Wednesday, February 16, 2011

Expansion of the Government Provision of Health Care and Individual Rights: Panacea or Pandora’s Box?

“The proposal that promoting and protecting human rights is inextricably linked to the challenge of promoting and protecting health derives in part from ecognition that health and human rights are complementary approaches to the central problem of defending and advancing human well-being.” Jonathan Mann.

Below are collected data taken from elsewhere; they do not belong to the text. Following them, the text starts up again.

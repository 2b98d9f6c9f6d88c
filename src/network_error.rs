//! NetworkError: Unified error type for hydro-network public APIs
//!
//! Only contract violations are reported through this type. Rejected
//! operations (splitting at a node, merging a junction) return `None`, and
//! validation failures are reported as a [`ValidationOutcome`].
//!
//! [`ValidationOutcome`]: crate::cross_section::validator::ValidationOutcome

use crate::coverage::NetworkLocation;
use crate::topology::ids::{BranchId, FeatureId, NodeId};
use thiserror::Error;

/// Unified error type for hydro-network operations.
#[derive(Debug, Error, Clone, PartialEq)]
pub enum NetworkError {
    /// Attempted to construct an identifier with a zero value (invalid).
    #[error("identifier must be non-zero (0 is reserved as invalid/sentinel)")]
    InvalidId,
    /// The node is not part of the network.
    #[error("unknown node `{0}`")]
    UnknownNode(NodeId),
    /// The branch is not part of the network.
    #[error("unknown branch `{0}`")]
    UnknownBranch(BranchId),
    /// The feature is not registered.
    #[error("unknown branch feature `{0}`")]
    UnknownFeature(FeatureId),
    /// A node with this id was already added.
    #[error("duplicate node `{0}`")]
    DuplicateNode(NodeId),
    /// A branch with this id was already added.
    #[error("duplicate branch `{0}`")]
    DuplicateBranch(BranchId),
    /// A node was removed while branches still reference it.
    #[error("node `{node}` still has {incident} incident branch(es)")]
    NodeStillConnected { node: NodeId, incident: usize },
    /// `begin_edit` while another edit is active.
    #[error("a structural edit is already in progress ({active})")]
    EditInProgress { active: &'static str },
    /// `end_edit` without a matching `begin_edit`.
    #[error("no structural edit in progress")]
    NoEditInProgress,
    /// Discretization was asked for a negative minimum distance.
    #[error("minimum distance must be non-negative, got {0}")]
    NegativeMinimumDistance(f64),
    /// Fixed-length generation needs a strictly positive length.
    #[error("fixed length must be positive, got {0}")]
    NonPositiveFixedLength(f64),
    /// Structure distance must be non-negative.
    #[error("structure distance must be non-negative, got {0}")]
    NegativeStructureDistance(f64),
    /// A rebase plan was applied to a location it does not describe.
    #[error("location {0} is not covered by the rebase plan")]
    UnknownLocation(NetworkLocation),
    /// A chainage, length or coordinate was NaN or infinite.
    #[error("non-finite value for {what}: {value}")]
    NonFinite { what: &'static str, value: f64 },
    /// Geometry that cannot back a branch (fewer than two vertices, zero length, ...).
    #[error("invalid geometry: {0}")]
    InvalidGeometry(String),
    /// A coverage value buffer does not match `locations × stride`.
    #[error("value buffer length mismatch: expected {expected}, found {found}")]
    ValueLengthMismatch { expected: usize, found: usize },
    /// Internal bookkeeping broke an invariant.
    #[error("invariant violated: {0}")]
    InvariantViolation(String),
}

impl NetworkError {
    /// Error unless `value` is finite.
    pub(crate) fn check_finite(what: &'static str, value: f64) -> Result<f64, NetworkError> {
        if value.is_finite() {
            Ok(value)
        } else {
            Err(NetworkError::NonFinite { what, value })
        }
    }
}
//! Keeping located data consistent across topology edits.
//!
//! Every edit produces a [`RebasePlan`] from the [`LocationRebaser`]. The
//! network applies it to its own features and hands it to every registered
//! [`LocationAddressed`] data set, which moves and re-sorts its locations and
//! permutes any values indexed by them.

pub mod plan;
pub mod rebaser;

pub use plan::{ChainageMap, ChainageTransform, RebasePlan};
pub use rebaser::LocationRebaser;

use crate::network_error::NetworkError;

/// Data bound to network locations that must follow topology edits.
pub trait LocationAddressed {
    /// Move every owned location according to `plan`.
    ///
    /// # Errors
    /// Implementations propagate [`NetworkError::UnknownLocation`] from the
    /// plan and must not leave partially rebased state behind.
    fn rebase(&mut self, plan: &RebasePlan) -> Result<(), NetworkError>;
}
//! BranchFeatureRegistry: storage of located branch features.
//!
//! Features are kept in an id-keyed arena plus, per branch, the list of
//! feature ids in chainage order. The per-branch lists are the only ordering
//! authority; every operation that moves a feature re-sorts the lists it
//! touches (stably, so features sharing a chainage keep their relative order).

use super::{BranchFeature, FeatureKind};
use crate::coverage::location::{LOCATION_TOLERANCE, NetworkLocation};
use crate::debug_invariants::{DebugInvariants, check_chainage_order};
use crate::network_error::NetworkError;
use crate::rebase::{LocationAddressed, RebasePlan};
use crate::topology::ids::{BranchId, FeatureId, IdAllocator};
use std::collections::BTreeMap;

#[derive(Clone, Debug, Default, serde::Serialize, serde::Deserialize)]
pub struct BranchFeatureRegistry {
    features: BTreeMap<FeatureId, BranchFeature>,
    by_branch: hashbrown::HashMap<BranchId, Vec<FeatureId>>,
    ids: IdAllocator,
    version: u64,
}

impl BranchFeatureRegistry {
    pub fn new() -> Self {
        Self::default()
    }

    /// Attach `feature` to `branch` at `chainage` and return its new id.
    ///
    /// The chainage is taken as given; callers that know the branch length
    /// clamp it first.
    pub fn add(
        &mut self,
        mut feature: BranchFeature,
        branch: BranchId,
        chainage: f64,
    ) -> Result<FeatureId, NetworkError> {
        let chainage = NetworkError::check_finite("feature chainage", chainage)?;
        let id = self.next_id();
        feature.attach(id, branch, chainage);
        self.features.insert(id, feature);
        self.insert_sorted(branch, id);
        self.touch();
        Ok(id)
    }

    /// Detach and return a feature.
    ///
    /// A structure is also dropped from its composite; the members of a
    /// removed composite lose their parent.
    pub fn remove(&mut self, id: FeatureId) -> Result<BranchFeature, NetworkError> {
        let mut feature = self
            .features
            .remove(&id)
            .ok_or(NetworkError::UnknownFeature(id))?;
        if let Some(branch) = feature.branch() {
            self.unlink(branch, id);
        }
        match &mut feature.kind {
            FeatureKind::Structure(s) => {
                if let Some(parent) = s.composite.take() {
                    if let Some(FeatureKind::CompositeStructure(c)) =
                        self.features.get_mut(&parent).map(|f| &mut f.kind)
                    {
                        c.members.retain(|&m| m != id);
                    }
                }
            }
            FeatureKind::CompositeStructure(c) => {
                for member in c.members.drain(..) {
                    if let Some(FeatureKind::Structure(s)) =
                        self.features.get_mut(&member).map(|f| &mut f.kind)
                    {
                        s.composite = None;
                    }
                }
            }
            FeatureKind::CrossSection(_) | FeatureKind::LateralSource(_) => {}
        }
        feature.detach();
        self.touch();
        Ok(feature)
    }

    pub fn get(&self, id: FeatureId) -> Option<&BranchFeature> {
        self.features.get(&id)
    }

    /// Mutable access to a feature's descriptive fields. Location changes go
    /// through [`set_chainage`](Self::set_chainage) and
    /// [`move_to_branch`](Self::move_to_branch).
    pub fn get_mut(&mut self, id: FeatureId) -> Option<&mut BranchFeature> {
        self.features.get_mut(&id)
    }

    pub fn contains(&self, id: FeatureId) -> bool {
        self.features.contains_key(&id)
    }

    pub fn len(&self) -> usize {
        self.features.len()
    }

    pub fn is_empty(&self) -> bool {
        self.features.is_empty()
    }

    /// All features in id order.
    pub fn iter(&self) -> impl Iterator<Item = &BranchFeature> {
        self.features.values()
    }

    /// Monotonic version bumped by every change.
    pub fn version(&self) -> u64 {
        self.version
    }

    /// Feature ids on `branch` in chainage order.
    pub fn ids_on_branch(&self, branch: BranchId) -> &[FeatureId] {
        self.by_branch.get(&branch).map_or(&[], Vec::as_slice)
    }

    /// Features on `branch` in chainage order.
    pub fn on_branch(&self, branch: BranchId) -> impl Iterator<Item = &BranchFeature> + '_ {
        self.ids_on_branch(branch)
            .iter()
            .filter_map(move |id| self.features.get(id))
    }

    pub fn cross_sections_on(&self, branch: BranchId) -> impl Iterator<Item = &BranchFeature> + '_ {
        self.on_branch(branch).filter(|f| f.is_cross_section())
    }

    pub fn structures_on(&self, branch: BranchId) -> impl Iterator<Item = &BranchFeature> + '_ {
        self.on_branch(branch).filter(|f| f.is_structure())
    }

    pub fn composites_on(&self, branch: BranchId) -> impl Iterator<Item = &BranchFeature> + '_ {
        self.on_branch(branch).filter(|f| f.is_composite())
    }

    pub fn laterals_on(&self, branch: BranchId) -> impl Iterator<Item = &BranchFeature> + '_ {
        self.on_branch(branch).filter(|f| f.is_lateral_source())
    }

    /// Move a feature along its branch.
    pub fn set_chainage(&mut self, id: FeatureId, chainage: f64) -> Result<(), NetworkError> {
        let branch = self
            .get(id)
            .ok_or(NetworkError::UnknownFeature(id))?
            .branch()
            .ok_or(NetworkError::UnknownFeature(id))?;
        self.move_to_branch(id, branch, chainage)
    }

    /// Move a feature to `chainage` on `branch`.
    pub fn move_to_branch(
        &mut self,
        id: FeatureId,
        branch: BranchId,
        chainage: f64,
    ) -> Result<(), NetworkError> {
        let chainage = NetworkError::check_finite("feature chainage", chainage)?;
        let feature = self
            .features
            .get_mut(&id)
            .ok_or(NetworkError::UnknownFeature(id))?;
        let old = feature.branch();
        feature.relocate(branch, chainage);
        if let Some(old) = old {
            self.unlink(old, id);
        }
        self.insert_sorted(branch, id);
        self.touch();
        Ok(())
    }

    /// Multiply every chainage on `branch` by `factor`.
    pub fn rescale_branch(&mut self, branch: BranchId, factor: f64) -> Result<(), NetworkError> {
        let factor = NetworkError::check_finite("rescale factor", factor)?;
        if factor < 0.0 {
            return Err(NetworkError::InvariantViolation(format!(
                "negative rescale factor {factor} would invert feature order"
            )));
        }
        for id in self.by_branch.get(&branch).into_iter().flatten() {
            if let Some(f) = self.features.get_mut(id) {
                f.chainage *= factor;
            }
        }
        self.touch();
        Ok(())
    }

    /// Re-sort the feature list of `branch` by chainage.
    pub fn reorder_branch(&mut self, branch: BranchId) {
        if let Some(mut ids) = self.by_branch.remove(&branch) {
            self.sort_ids(&mut ids);
            self.by_branch.insert(branch, ids);
        }
        self.touch();
    }

    /// Composite on `branch` whose chainage is within `tolerance` of `chainage`.
    pub fn composite_near(
        &self,
        branch: BranchId,
        chainage: f64,
        tolerance: f64,
    ) -> Option<FeatureId> {
        self.composites_on(branch)
            .find(|f| (f.chainage() - chainage).abs() < tolerance)
            .and_then(BranchFeature::id)
    }

    pub(crate) fn link_structure(
        &mut self,
        structure: FeatureId,
        composite: FeatureId,
    ) -> Result<(), NetworkError> {
        if !self.get(composite).is_some_and(BranchFeature::is_composite) {
            return Err(NetworkError::UnknownFeature(composite));
        }
        match self.features.get_mut(&structure).map(|f| &mut f.kind) {
            Some(FeatureKind::Structure(s)) => s.composite = Some(composite),
            _ => return Err(NetworkError::UnknownFeature(structure)),
        }
        let member_length = self.features.get(&structure).map_or(0.0, |f| f.length);
        if let Some(parent) = self.features.get_mut(&composite) {
            parent.length = parent.length.max(member_length);
            if let FeatureKind::CompositeStructure(c) = &mut parent.kind {
                c.members.push(structure);
            }
        }
        self.touch();
        Ok(())
    }

    fn next_id(&mut self) -> FeatureId {
        loop {
            if let Ok(id) = FeatureId::new(self.ids.next_raw()) {
                if !self.features.contains_key(&id) {
                    return id;
                }
            }
        }
    }

    fn unlink(&mut self, branch: BranchId, id: FeatureId) {
        if let Some(ids) = self.by_branch.get_mut(&branch) {
            ids.retain(|&f| f != id);
            if ids.is_empty() {
                self.by_branch.remove(&branch);
            }
        }
    }

    /// Insert after every feature at the same or a lower chainage.
    fn insert_sorted(&mut self, branch: BranchId, id: FeatureId) {
        let chainage = self.features.get(&id).map_or(0.0, BranchFeature::chainage);
        let features = &self.features;
        let ids = self.by_branch.entry(branch).or_default();
        let at = ids.partition_point(|other| {
            features
                .get(other)
                .is_some_and(|f| f.chainage() <= chainage)
        });
        ids.insert(at, id);
    }

    fn sort_ids(&self, ids: &mut [FeatureId]) {
        ids.sort_by(|a, b| {
            let ca = self.features.get(a).map_or(0.0, BranchFeature::chainage);
            let cb = self.features.get(b).map_or(0.0, BranchFeature::chainage);
            ca.total_cmp(&cb)
        });
    }

    fn touch(&mut self) {
        self.version = self.version.wrapping_add(1);
        crate::debug_invariants!(self.validate_invariants(), "BranchFeatureRegistry");
    }
}

impl LocationAddressed for BranchFeatureRegistry {
    fn rebase(&mut self, plan: &RebasePlan) -> Result<(), NetworkError> {
        let mut sources: Vec<BranchId> = Vec::new();
        for map in plan.maps() {
            if !sources.contains(&map.source) {
                sources.push(map.source);
            }
        }

        // Map everything first so a failing location leaves the registry as it was.
        let mut moved: Vec<(FeatureId, NetworkLocation)> = Vec::new();
        for &branch in &sources {
            for &id in self.ids_on_branch(branch) {
                let feature = self.features.get(&id).ok_or(NetworkError::UnknownFeature(id))?;
                let old = NetworkLocation::new(branch, feature.chainage());
                moved.push((id, plan.map_extent(old, feature.length)?));
            }
        }

        // Structures stay at their composite's location.
        let composite_targets: hashbrown::HashMap<FeatureId, NetworkLocation> = moved
            .iter()
            .filter(|(id, _)| self.get(*id).is_some_and(BranchFeature::is_composite))
            .copied()
            .collect();
        for (id, to) in &mut moved {
            let parent = self
                .get(*id)
                .and_then(BranchFeature::as_structure)
                .and_then(|s| s.composite());
            if let Some(parent_to) = parent.and_then(|p| composite_targets.get(&p)) {
                *to = *parent_to;
            }
        }

        // Receiving branches that are not sources keep their features in front.
        let mut order: Vec<BranchId> = Vec::new();
        for target in plan.targets() {
            if !sources.contains(&target) && !order.contains(&target) {
                order.push(target);
            }
        }
        order.extend(sources.iter().copied());

        for (id, to) in &moved {
            if let Some(f) = self.features.get_mut(id) {
                f.relocate(to.branch, to.chainage);
            }
        }

        let mut old_lists: Vec<(BranchId, Vec<FeatureId>)> = order
            .iter()
            .map(|&b| (b, self.by_branch.remove(&b).unwrap_or_default()))
            .collect();
        let mut rebuilt: hashbrown::HashMap<BranchId, Vec<FeatureId>> = hashbrown::HashMap::new();
        for (branch, ids) in &mut old_lists {
            if plan.reverses(*branch) {
                ids.reverse();
            }
            for &id in ids.iter() {
                if let Some(target) = self.features.get(&id).and_then(BranchFeature::branch) {
                    rebuilt.entry(target).or_default().push(id);
                }
            }
        }
        for (branch, mut ids) in rebuilt {
            self.sort_ids(&mut ids);
            self.by_branch.insert(branch, ids);
        }
        self.touch();
        Ok(())
    }
}

impl DebugInvariants for BranchFeatureRegistry {
    fn debug_assert_invariants(&self) {
        crate::debug_invariants!(self.validate_invariants(), "BranchFeatureRegistry");
    }

    fn validate_invariants(&self) -> Result<(), NetworkError> {
        let mut listed = 0usize;
        for (&branch, ids) in &self.by_branch {
            let mut chainages = Vec::with_capacity(ids.len());
            for id in ids {
                let feature = self.features.get(id).ok_or_else(|| {
                    NetworkError::InvariantViolation(format!(
                        "branch {branch} lists missing feature {id}"
                    ))
                })?;
                if feature.branch() != Some(branch) {
                    return Err(NetworkError::InvariantViolation(format!(
                        "feature {id} listed on branch {branch} but located elsewhere"
                    )));
                }
                chainages.push(feature.chainage());
            }
            check_chainage_order(branch, chainages, f64::INFINITY, LOCATION_TOLERANCE)?;
            listed += ids.len();
        }
        let attached = self.features.values().filter(|f| f.branch().is_some()).count();
        if listed != attached {
            return Err(NetworkError::InvariantViolation(format!(
                "{attached} attached features but {listed} listed"
            )));
        }
        for (&id, feature) in &self.features {
            if let FeatureKind::Structure(s) = &feature.kind {
                if let Some(parent) = s.composite {
                    let ok = self
                        .features
                        .get(&parent)
                        .and_then(BranchFeature::as_composite)
                        .is_some_and(|c| c.members.contains(&id));
                    if !ok {
                        return Err(NetworkError::InvariantViolation(format!(
                            "structure {id} points at composite {parent} that does not list it"
                        )));
                    }
                }
            }
        }
        Ok(())
    }
}
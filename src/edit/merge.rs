use super::EditAction;
use crate::geometry::LineGeometry;
use crate::network::HydroNetwork;
use crate::network_error::NetworkError;
use crate::rebase::RebasePlan;
use crate::topology::ids::NodeId;

pub(super) fn merge(
    network: &mut HydroNetwork,
    node: NodeId,
) -> Result<Option<(EditAction, RebasePlan)>, NetworkError> {
    let (graph, _, rebaser) = network.parts_mut();
    if !graph.contains_node(node) {
        return Err(NetworkError::UnknownNode(node));
    }
    let incidence = graph.incidence_of(node);
    let (upstream, downstream) = match (incidence.incoming.as_slice(), incidence.outgoing.as_slice())
    {
        ([up], [down]) if up != down => (*up, *down),
        (incoming, outgoing) => {
            log::warn!(
                "not merging at node {node}: it has {} incoming and {} outgoing branches",
                incoming.len(),
                outgoing.len()
            );
            return Ok(None);
        }
    };

    let up = graph.try_branch(upstream)?;
    let down = graph.try_branch(downstream)?;
    let upstream_length = up.effective_length();
    let downstream_length = down.effective_length();
    let custom = up.is_length_custom() || down.is_length_custom();
    let geometry = up.geometry().concat(down.geometry())?;
    let source = up.source();
    let target = down.target();

    graph.remove_branch(downstream)?;
    let merged = graph.try_branch_mut(upstream)?;
    merged.set_geometry(geometry);
    if custom {
        merged.set_custom_length(Some(upstream_length + downstream_length))?;
    }
    graph.set_endpoints(upstream, source, target)?;
    graph.remove_node(node)?;

    let plan = rebaser.plan_merge(upstream, downstream, upstream_length, downstream_length);
    Ok(Some((
        EditAction::Merge {
            upstream,
            removed_branch: downstream,
            removed_node: node,
        },
        plan,
    )))
}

The Patient Protection and Affordable Care Act will create a much needed expansion of government supported health programs which will improve access to health care for many Americans. However, under current jurisprudence, if the policy makers who craft these new programs fail to proceed with great caution, the expansion of the government provision of health care could come at a significant cost to individual rights. Our country sits at a crossroads with the choice to either proceed to promote the health and well-being of the population while promoting and protecting individual rights or to enhance public health at the expense of these rights.

The threat to individual rights which lurks within the expansion of government supported health care programs originates with the body of jurisprudence built around Rust v. Sullivan. In Rust, the Supreme Court upheld legislation that barred health care providers who accepted government funds from engaging in abortion counseling, referral and activities. The Court held that:

[t]he Government can, without violating the Constitution, selectively fund a program to encourage certain activities it believes to be in the public interest, without at the same time funding an alternative program, which seeks to deal with the problem in another way. A legislature’s decision not to subsidize the exercise of a fundamental right does not infringe the right. There is a basic difference between direct state interference with a protected activity and state encouragement of an alternative activity consonant with legislative policy.
This body of jurisprudence opens the door for programs like the one being pilot tested in West Virginia that I blogged on last week over at the Health Law Prof Blog. In early 2007, the federal government approved the West Virginia Pilot Project which provides health care for low-income, Medicaid beneficiaries. This program, and ones like it, is an attempt to respond to the ‘obesity crisis’ and the overall rise in health care costs. The West Virginia Pilot Project punishes those who do not join, and religiously adhere to, weight-loss or anti-smoking programs, or who otherwise fail to strictly comply with doctor's orders or to comply with government mandates. The punishment for this failure to conform is the denial of important medical services. A recent study of the program indicates that it is, in fact, negatively impacting access to health care. This type of paternalistic program violates the harm principle as it reaches out to broadly regulate the behavior of low-income individuals that is self-regarding; in other words, conduct that impacts only the individual. It is the first step on a slippery slope of potentially ever-expanding limitations on freedom of choice and individual rights, all in the name of public health.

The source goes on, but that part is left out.